DIRECTIONS
For the material below, output exactly the span from the line with "and its inputs/outputs." to the line with "to its trigger.", including both, and nothing besides.

SUPPLIED INFORMATION below:

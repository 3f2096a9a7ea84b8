use anyhow::Context;
use clap::Parser;
use std::path::PathBuf;
use std::sync::Arc;
use tokio::signal;
use tokio_util::sync::CancellationToken;

use signalwatch::config::{Config, ConfigProvider, EnvConfig, FileConfig};
use signalwatch::gateway::dispatcher::Dispatcher;
use signalwatch::gateway::intents;
use signalwatch::gateway::GatewaySession;
use signalwatch::signal::SignalExtractor;
use signalwatch::sink::{
    self, FanoutSink, LogSink, SignalQueue, SignalSink, TelegramSink, WebhookSink,
};

#[derive(Parser)]
#[command(name = "signalwatch", version, about = "Watch Discord channels for contract-address signals")]
struct Cli {
    /// TOML config file. Without it, settings come from the environment.
    #[arg(short, long)]
    config: Option<PathBuf>,
}

#[tokio::main]
async fn main() -> anyhow::Result<()> {
    tracing_subscriber::fmt()
        .with_env_filter(
            tracing_subscriber::EnvFilter::try_from_default_env()
                .unwrap_or_else(|_| "signalwatch=debug".into()),
        )
        .init();

    let _ = rustls::crypto::ring::default_provider().install_default();

    let cli = Cli::parse();
    let provider: Box<dyn ConfigProvider> = match cli.config {
        Some(path) => Box::new(FileConfig::new(path)),
        None => Box::new(EnvConfig),
    };
    let config = provider.load().context("failed to load configuration")?;

    let signal_sink = build_sink(&config);
    print_banner(&config, &signal_sink);

    let (queue, receiver) = SignalQueue::bounded(config.queue_capacity);
    let forwarder = tokio::spawn(sink::forward(receiver, signal_sink));

    let extractor = SignalExtractor::new(config.subscribed_channel_ids.iter().cloned());
    let dispatcher = Dispatcher::new(extractor, queue);

    let shutdown = CancellationToken::new();
    tokio::spawn({
        let shutdown = shutdown.clone();
        async move {
            shutdown_signal().await;
            tracing::info!("shutdown requested");
            shutdown.cancel();
        }
    });

    let mut session = GatewaySession::new(config.gateway, dispatcher, shutdown);
    let result = session.run().await;

    // Dropping the session drops the last queue producer, which lets the
    // forwarder drain what is left and exit.
    drop(session);
    if let Err(e) = forwarder.await {
        tracing::warn!("signal forwarder stopped abnormally: {e}");
    }

    result.context("gateway session failed")?;
    Ok(())
}

/// Every signal is logged; the webhook and Telegram sinks join when configured.
fn build_sink(config: &Config) -> Arc<FanoutSink> {
    let mut sinks: Vec<Arc<dyn SignalSink>> = vec![Arc::new(LogSink)];
    if let Some(url) = config.webhook_url.as_deref() {
        sinks.push(Arc::new(WebhookSink::new(url)));
    }
    if let Some(telegram) = &config.telegram {
        sinks.push(Arc::new(TelegramSink::new(telegram)));
    }
    Arc::new(FanoutSink::new(sinks))
}

fn print_banner(config: &Config, sinks: &FanoutSink) {
    let version = env!("CARGO_PKG_VERSION");
    let git_sha = env!("GIT_SHA");
    let auth = if intents::is_bot_token(&config.gateway.token) {
        format!("bot (intents {})", config.gateway.intents)
    } else {
        "user".to_string()
    };
    let sink = sinks.names().join(", ");

    eprintln!();
    eprintln!("  \x1b[1;36msignalwatch\x1b[0m \x1b[2mv{version} ({git_sha})\x1b[0m");
    eprintln!();
    eprintln!("  \x1b[2mgateway\x1b[0m      {}", config.gateway.url);
    eprintln!("  \x1b[2mauth\x1b[0m         {auth}");
    eprintln!(
        "  \x1b[2mchannels\x1b[0m     {}",
        config.subscribed_channel_ids.join(", ")
    );
    eprintln!("  \x1b[2msink\x1b[0m         {sink}");
    eprintln!();
}

async fn shutdown_signal() {
    let ctrl_c = async {
        if let Err(e) = signal::ctrl_c().await {
            tracing::error!("failed to listen for Ctrl+C: {e}");
            std::future::pending::<()>().await;
        }
    };

    #[cfg(unix)]
    let terminate = async {
        match signal::unix::signal(signal::unix::SignalKind::terminate()) {
            Ok(mut sigterm) => {
                sigterm.recv().await;
            }
            Err(e) => {
                tracing::error!("failed to install SIGTERM handler: {e}");
                std::future::pending::<()>().await;
            }
        }
    };

    #[cfg(not(unix))]
    let terminate = std::future::pending::<()>();

    tokio::select! {
        _ = ctrl_c => {},
        _ = terminate => {},
    }
}
/// Gateway intent bits relevant to message listening.
pub const GUILDS: u64 = 1 << 0;
pub const GUILD_MESSAGES: u64 = 1 << 9;
pub const DIRECT_MESSAGES: u64 = 1 << 12;
pub const MESSAGE_CONTENT: u64 = 1 << 15;

/// Intents that must be enabled for the application before the gateway
/// accepts them (close code 4014 otherwise).
pub const PRIVILEGED: u64 = (1 << 1) | (1 << 8) | MESSAGE_CONTENT;

/// Guild messages with their content: what the listener needs.
pub const DEFAULT_INTENTS: u64 = GUILD_MESSAGES | MESSAGE_CONTENT;

/// Prefix that marks a bot-style credential.
pub const BOT_TOKEN_PREFIX: &str = "Bot ";

const NAMES: &[(u64, &str)] = &[
    (GUILDS, "guilds"),
    (1 << 1, "guild_members"),
    (1 << 8, "guild_presences"),
    (GUILD_MESSAGES, "guild_messages"),
    (DIRECT_MESSAGES, "direct_messages"),
    (MESSAGE_CONTENT, "message_content"),
];

pub fn is_bot_token(token: &str) -> bool {
    token.starts_with(BOT_TOKEN_PREFIX)
}

/// Intents to send in IDENTIFY. User-style tokens omit the field entirely.
pub fn identify_intents(token: &str, intents: u64) -> Option<u64> {
    is_bot_token(token).then_some(intents)
}

/// Names of the privileged intents requested in `intents`, for diagnostics
/// when the gateway rejects them.
pub fn privileged_names(intents: u64) -> Vec<&'static str> {
    NAMES
        .iter()
        .filter(|(bit, _)| PRIVILEGED & bit & intents != 0)
        .map(|(_, name)| *name)
        .collect()
}
// Copyright 2025 the Understory Authors
// SPDX-License-Identifier: Apache-2.0 OR MIT

//! Core types for the tooltip: sides, visibility, trigger events, configuration, and notifications.
//!
//! ## Overview
//!
//! These types describe the tooltip protocol and its inputs/outputs.
//! They are referenced by the [`scheduler`](crate::scheduler) and the
//! [`placement`](crate::placement) resolver, and used by downstream toolkits.

use core::time::Duration;

use kurbo::{Rect, Size};

use crate::placement::PlacementResult;

/// One of the four cardinal placements of an overlay relative to its trigger.
#[derive(Copy, Clone, Debug, Default, Eq, PartialEq, Hash)]
pub enum Side {
    /// Above the trigger.
    Top,
    /// To the right of the trigger.
    Right,
    /// Below the trigger.
    #[default]
    Bottom,
    /// To the left of the trigger.
    Left,
}

impl Side {
    /// All sides in clockwise order, starting from [`Side::Top`].
    pub const ALL: [Self; 4] = [Self::Top, Self::Right, Self::Bottom, Self::Left];

    /// The mirrored side: top↔bottom, left↔right.
    pub const fn opposite(self) -> Self {
        match self {
            Self::Top => Self::Bottom,
            Self::Right => Self::Left,
            Self::Bottom => Self::Top,
            Self::Left => Self::Right,
        }
    }

    /// The next side in clockwise order (top → right → bottom → left → top).
    pub const fn clockwise(self) -> Self {
        match self {
            Self::Top => Self::Right,
            Self::Right => Self::Bottom,
            Self::Bottom => Self::Left,
            Self::Left => Self::Top,
        }
    }

    /// Candidate order used when resolving a placement with `self` preferred.
    ///
    /// The preferred side comes first, then its opposite, then the two
    /// remaining sides in clockwise order starting from the preferred side's
    /// clockwise neighbor.
    ///
    /// ```
    /// use understory_tooltip::types::Side;
    /// assert_eq!(
    ///     Side::Bottom.candidates(),
    ///     [Side::Bottom, Side::Top, Side::Left, Side::Right]
    /// );
    /// ```
    pub const fn candidates(self) -> [Self; 4] {
        let cw = self.clockwise();
        [self, self.opposite(), cw, cw.opposite()]
    }

    /// Whether the overlay sits above or below the trigger on this side.
    pub const fn is_vertical(self) -> bool {
        matches!(self, Self::Top | Self::Bottom)
    }
}

/// Visibility of an overlay as tracked by the [`DelayScheduler`](crate::scheduler::DelayScheduler).
///
/// `PendingShow` holds exactly when a show timer is live.
#[derive(Copy, Clone, Debug, Default, Eq, PartialEq, Hash)]
pub enum Visibility {
    /// Not shown, nothing scheduled.
    #[default]
    Hidden,
    /// A hover started; the show timer is running.
    PendingShow,
    /// Shown.
    Visible,
}

/// Interaction facts reported by a trigger.
///
/// Toolkits translate their own pointer and focus events into these. Only the
/// boolean facts matter to the scheduler; pointer positions and event objects
/// stay with the toolkit.
#[derive(Copy, Clone, Debug, Eq, PartialEq, Hash)]
pub enum TriggerEvent {
    /// The pointer entered the trigger.
    HoverStart,
    /// The pointer left the trigger.
    HoverEnd,
    /// The trigger gained keyboard focus.
    FocusGained,
    /// The trigger lost keyboard focus.
    Blur,
}

/// Instruction for the render layer.
///
/// Returned by the [`DelayScheduler`](crate::scheduler::DelayScheduler) whenever
/// what is on screen needs to change.
#[derive(Copy, Clone, Debug, PartialEq)]
pub enum Notification {
    /// Mount the overlay at the given placement.
    Show(PlacementResult),
    /// Move an already visible overlay to a new placement.
    Reposition(PlacementResult),
    /// Unmount or hide the overlay.
    Hide,
}

/// Tooltip options.
///
/// Every value is accepted as-is. A zero `delay` shows on hover without
/// scheduling a timer; a negative `offset` makes the overlay overlap its trigger.
#[derive(Copy, Clone, Debug, PartialEq)]
pub struct TooltipConfig {
    /// Sustained hover required before the overlay shows (default 500 ms).
    pub delay: Duration,
    /// Gap between trigger and overlay (default 8).
    pub offset: f64,
    /// Side tried first when placing the overlay (default [`Side::Bottom`]).
    pub preferred_side: Side,
    /// When set, the overlay never shows.
    pub disabled: bool,
}

impl TooltipConfig {
    /// Default show delay.
    pub const DEFAULT_DELAY: Duration = Duration::from_millis(500);
    /// Default gap between trigger and overlay.
    pub const DEFAULT_OFFSET: f64 = 8.0;

    /// Set the show delay.
    #[must_use]
    pub fn with_delay(mut self, delay: Duration) -> Self {
        self.delay = delay;
        self
    }

    /// Set the show delay in milliseconds.
    #[must_use]
    pub fn with_delay_ms(self, ms: u64) -> Self {
        self.with_delay(Duration::from_millis(ms))
    }

    /// Set the gap between trigger and overlay.
    #[must_use]
    pub fn with_offset(mut self, offset: f64) -> Self {
        self.offset = offset;
        self
    }

    /// Set the side tried first when placing the overlay.
    #[must_use]
    pub fn with_preferred_side(mut self, side: Side) -> Self {
        self.preferred_side = side;
        self
    }

    /// Enable or disable the tooltip.
    #[must_use]
    pub fn with_disabled(mut self, disabled: bool) -> Self {
        self.disabled = disabled;
        self
    }
}

impl Default for TooltipConfig {
    fn default() -> Self {
        Self {
            delay: Self::DEFAULT_DELAY,
            offset: Self::DEFAULT_OFFSET,
            preferred_side: Side::Bottom,
            disabled: false,
        }
    }
}

/// Synchronous layout queries made when an overlay shows or repositions.
///
/// All rectangles are in viewport coordinates. Results may be stale if queried
/// off the toolkit's layout cycle; callers re-query via
/// [`DelayScheduler::reposition`](crate::scheduler::DelayScheduler::reposition)
/// after layout changes.
pub trait LayoutSource {
    /// Current bounds of the trigger.
    fn trigger_bounds(&self) -> Rect;
    /// Current bounds of the viewport.
    fn viewport(&self) -> Rect;
    /// Measured size of the overlay.
    fn overlay_size(&self) -> Size;
}

/// A [`LayoutSource`] backed by plain values.
///
/// Handy for tests and for hosts that already hold the measurements.
#[derive(Copy, Clone, Debug, Default, PartialEq)]
pub struct FixedLayout {
    /// Trigger bounds.
    pub trigger: Rect,
    /// Viewport bounds.
    pub viewport: Rect,
    /// Overlay size.
    pub overlay: Size,
}

impl LayoutSource for FixedLayout {
    #[inline]
    fn trigger_bounds(&self) -> Rect {
        self.trigger
    }

    #[inline]
    fn viewport(&self) -> Rect {
        self.viewport
    }

    #[inline]
    fn overlay_size(&self) -> Size {
        self.overlay
    }
}
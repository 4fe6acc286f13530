// Copyright 2025 the Understory Authors
// SPDX-License-Identifier: Apache-2.0 OR MIT

use criterion::{BatchSize, Criterion, black_box, criterion_group, criterion_main};
use kurbo::{Rect, Size};
use understory_tooltip::scheduler::DelayScheduler;
use understory_tooltip::timer::ManualClock;
use understory_tooltip::types::{FixedLayout, TooltipConfig, TriggerEvent};

fn layout() -> FixedLayout {
    FixedLayout {
        trigger: Rect::from_origin_size((200.0, 200.0), (24.0, 24.0)),
        viewport: Rect::new(0.0, 0.0, 1280.0, 720.0),
        overlay: Size::new(120.0, 28.0),
    }
}

fn bench_hover_churn(c: &mut Criterion) {
    let mut group = c.benchmark_group("scheduler");
    let l = layout();

    // Pointer sweeping across a trigger: enter/leave pairs that never show.
    group.bench_function("brief_hovers", |b| {
        b.iter_batched(
            || {
                let clock = ManualClock::new();
                let tip = DelayScheduler::new(TooltipConfig::default(), clock.clone());
                (clock, tip)
            },
            |(clock, mut tip)| {
                for _ in 0..256 {
                    black_box(tip.handle(TriggerEvent::HoverStart, &l));
                    let _ = clock.advance_ms(50);
                    black_box(tip.handle(TriggerEvent::HoverEnd, &l));
                }
            },
            BatchSize::SmallInput,
        );
    });

    // Full show/hide cycles through the timer.
    group.bench_function("show_hide_cycles", |b| {
        b.iter_batched(
            || {
                let clock = ManualClock::new();
                let tip = DelayScheduler::new(TooltipConfig::default(), clock.clone());
                (clock, tip)
            },
            |(clock, mut tip)| {
                for _ in 0..256 {
                    tip.handle(TriggerEvent::HoverStart, &l);
                    for id in clock.advance_ms(500) {
                        black_box(tip.timer_fired(id, &l));
                    }
                    black_box(tip.handle(TriggerEvent::HoverEnd, &l));
                }
            },
            BatchSize::SmallInput,
        );
    });
    group.finish();
}

criterion_group!(benches, bench_hover_churn);
criterion_main!(benches);
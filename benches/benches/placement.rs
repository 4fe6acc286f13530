// Copyright 2025 the Understory Authors
// SPDX-License-Identifier: Apache-2.0 OR MIT

use criterion::{Criterion, Throughput, black_box, criterion_group, criterion_main};
use kurbo::{Rect, Size};
use understory_tooltip::placement::{PlacementRequest, resolve};
use understory_tooltip::types::Side;

#[derive(Clone)]
struct Rng(u64);

impl Rng {
    fn new(seed: u64) -> Self {
        Self(seed)
    }
    fn next_u64(&mut self) -> u64 {
        let mut x = self.0;
        x ^= x << 13;
        x ^= x >> 7;
        x ^= x << 17;
        self.0 = x;
        x
    }
    fn next_f64(&mut self) -> f64 {
        let v = self.next_u64() >> 11;
        (v as f64) / ((1u64 << 53) as f64)
    }
}

/// Triggers scattered over a 1920x1080 viewport, so a share of them sit near
/// an edge and exercise the fallback path.
fn gen_requests(count: usize, overlay: Size) -> Vec<PlacementRequest> {
    let viewport = Rect::new(0.0, 0.0, 1920.0, 1080.0);
    let mut rng = Rng::new(0xCAFE_F00D_DEAD_BEEF);
    let mut out = Vec::with_capacity(count);
    for i in 0..count {
        let x = rng.next_f64() * (viewport.width() - 32.0);
        let y = rng.next_f64() * (viewport.height() - 32.0);
        let trigger = Rect::from_origin_size((x, y), (32.0, 32.0));
        out.push(
            PlacementRequest::new(trigger, viewport, overlay).with_preferred(Side::ALL[i % 4]),
        );
    }
    out
}

fn bench_resolve(c: &mut Criterion) {
    let mut group = c.benchmark_group("resolve");
    for (name, overlay) in [
        ("small_overlay", Size::new(120.0, 28.0)),
        ("large_overlay", Size::new(640.0, 480.0)),
    ] {
        let reqs = gen_requests(4096, overlay);
        group.throughput(Throughput::Elements(reqs.len() as u64));
        group.bench_function(name, |b| {
            b.iter(|| {
                for req in &reqs {
                    black_box(resolve(black_box(req)));
                }
            });
        });
    }
    group.finish();
}

fn bench_resolve_no_fit(c: &mut Criterion) {
    let mut group = c.benchmark_group("resolve_no_fit");
    // Overlay larger than the viewport: every candidate is scored by area.
    let req = PlacementRequest::new(
        Rect::from_origin_size((40.0, 40.0), (20.0, 20.0)),
        Rect::new(0.0, 0.0, 100.0, 100.0),
        Size::new(150.0, 150.0),
    );
    group.bench_function("oversized", |b| b.iter(|| black_box(resolve(black_box(&req)))));
    group.finish();
}

criterion_group!(benches, bench_resolve, bench_resolve_no_fit);
criterion_main!(benches);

End of SUPPLIED INFORMATION.

SOLUTION BELOW
//! These types describe the tooltip protocol and its inputs/outputs.
//! They are referenced by the [`scheduler`](crate::scheduler) and the
//! [`placement`](crate::placement) resolver, and used by downstream toolkits.

use core::time::Duration;

use kurbo::{Rect, Size};

use crate::placement::PlacementResult;

/// One of the four cardinal placements of an overlay relative to its trigger.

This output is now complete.